Regulating AI like aviation regulation

“There are numerous examples of technologies that were initially met with skepticism by many people but gained societal trust through regulation. When airplanes first appeared, pilots were considered risk-takers, and the idea of flying was seen as a folly. After all, humans don’t have wings, right? And indeed, in the early years of aviation, airplanes were not as safe as they are today. Through the establishment of regulatory bodies, the introduction of safety standards, and technological advancements, aviation gradually earned the trust of society. Today, it is widely accepted and regulated as a means of transportation. At the moment, it seems to me that this is the path we will have to go through with AI. From significant concerns, through regulations, to familiarity and acceptance,” explains Tomasz Michalak.

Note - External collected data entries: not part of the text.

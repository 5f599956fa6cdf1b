//! Configuration components for the Crayon engine
//!
//! One small, focused section per subsystem that actually needs tuning.

pub mod chat;
pub mod dispatch;
pub mod logging;
pub mod scripting;
pub mod validation;

pub use chat::*;
pub use dispatch::*;
pub use logging::*;
pub use scripting::*;
pub use validation::*;
//! Validation service configuration
//!
//! Controls where component code is sent for type checking and how the
//! two validation steps are paced for display.

use serde::{Deserialize, Serialize};
use std::time::Duration;

/// Validation service configuration
#[derive(Debug, Clone, PartialEq, Serialize, Deserialize)]
pub struct ValidationConfig {
    /// Validator endpoint (POST `{componentCode}`)
    #[serde(default = "default_endpoint")]
    pub endpoint: String,
    /// Request timeout in seconds
    #[serde(default = "default_timeout_secs")]
    pub timeout_secs: u64,
    /// Pause after the validator answers, before the first step resolves
    #[serde(default = "default_first_step_delay_ms")]
    pub first_step_delay_ms: u64,
    /// Pause while the second step shows as loading
    #[serde(default = "default_step_delay_ms")]
    pub step_delay_ms: u64,
    /// Pause between the last success and the completion callback
    #[serde(default = "default_completion_delay_ms")]
    pub completion_delay_ms: u64,
}

fn default_endpoint() -> String {
    "http://localhost:3000/api/valid".to_string()
}

fn default_timeout_secs() -> u64 {
    30
}

fn default_first_step_delay_ms() -> u64 {
    1000
}

fn default_step_delay_ms() -> u64 {
    500
}

fn default_completion_delay_ms() -> u64 {
    1000
}

impl Default for ValidationConfig {
    fn default() -> Self {
        Self {
            endpoint: default_endpoint(),
            timeout_secs: default_timeout_secs(),
            first_step_delay_ms: default_first_step_delay_ms(),
            step_delay_ms: default_step_delay_ms(),
            completion_delay_ms: default_completion_delay_ms(),
        }
    }
}

impl ValidationConfig {
    /// Request timeout as a [`Duration`]
    pub fn timeout(&self) -> Duration {
        Duration::from_secs(self.timeout_secs)
    }

    /// First-step pacing delay as a [`Duration`]
    pub fn first_step_delay(&self) -> Duration {
        Duration::from_millis(self.first_step_delay_ms)
    }

    /// Second-step pacing delay as a [`Duration`]
    pub fn step_delay(&self) -> Duration {
        Duration::from_millis(self.step_delay_ms)
    }

    /// Completion pacing delay as a [`Duration`]
    pub fn completion_delay(&self) -> Duration {
        Duration::from_millis(self.completion_delay_ms)
    }
}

“But regulations also pose a risk, as we discussed earlier, namely the potential stifling of innovation. We don’t know if research that currently seems risky to us may turn out to be groundbreaking in a completely different context. However, I believe it is possible to require certain basic principles of fairness from every type of AI, such as a prohibition of discrimination based on skin color or religious beliefs. These requirements can be formulated as simple axioms. For example, the decision made by an AI system towards a person of Asian descent should be the same as towards a person of African descent if skin color is the only relevant distinguishing variable,” adds the leader of the research team in IDEAS NCBR.

“Of course, there are areas in AI research that should be examined more closely than others as a matter of principle. For example, AI in healthcare requires greater regulatory attention than industrial applications for detecting defects on a factory production line. Another area requiring attention is the application of AI in security and prevention. Importantly, these areas are already heavily regulated. In theory, we could extend existing regulations to AI technologies,” says Tomasz Michalak.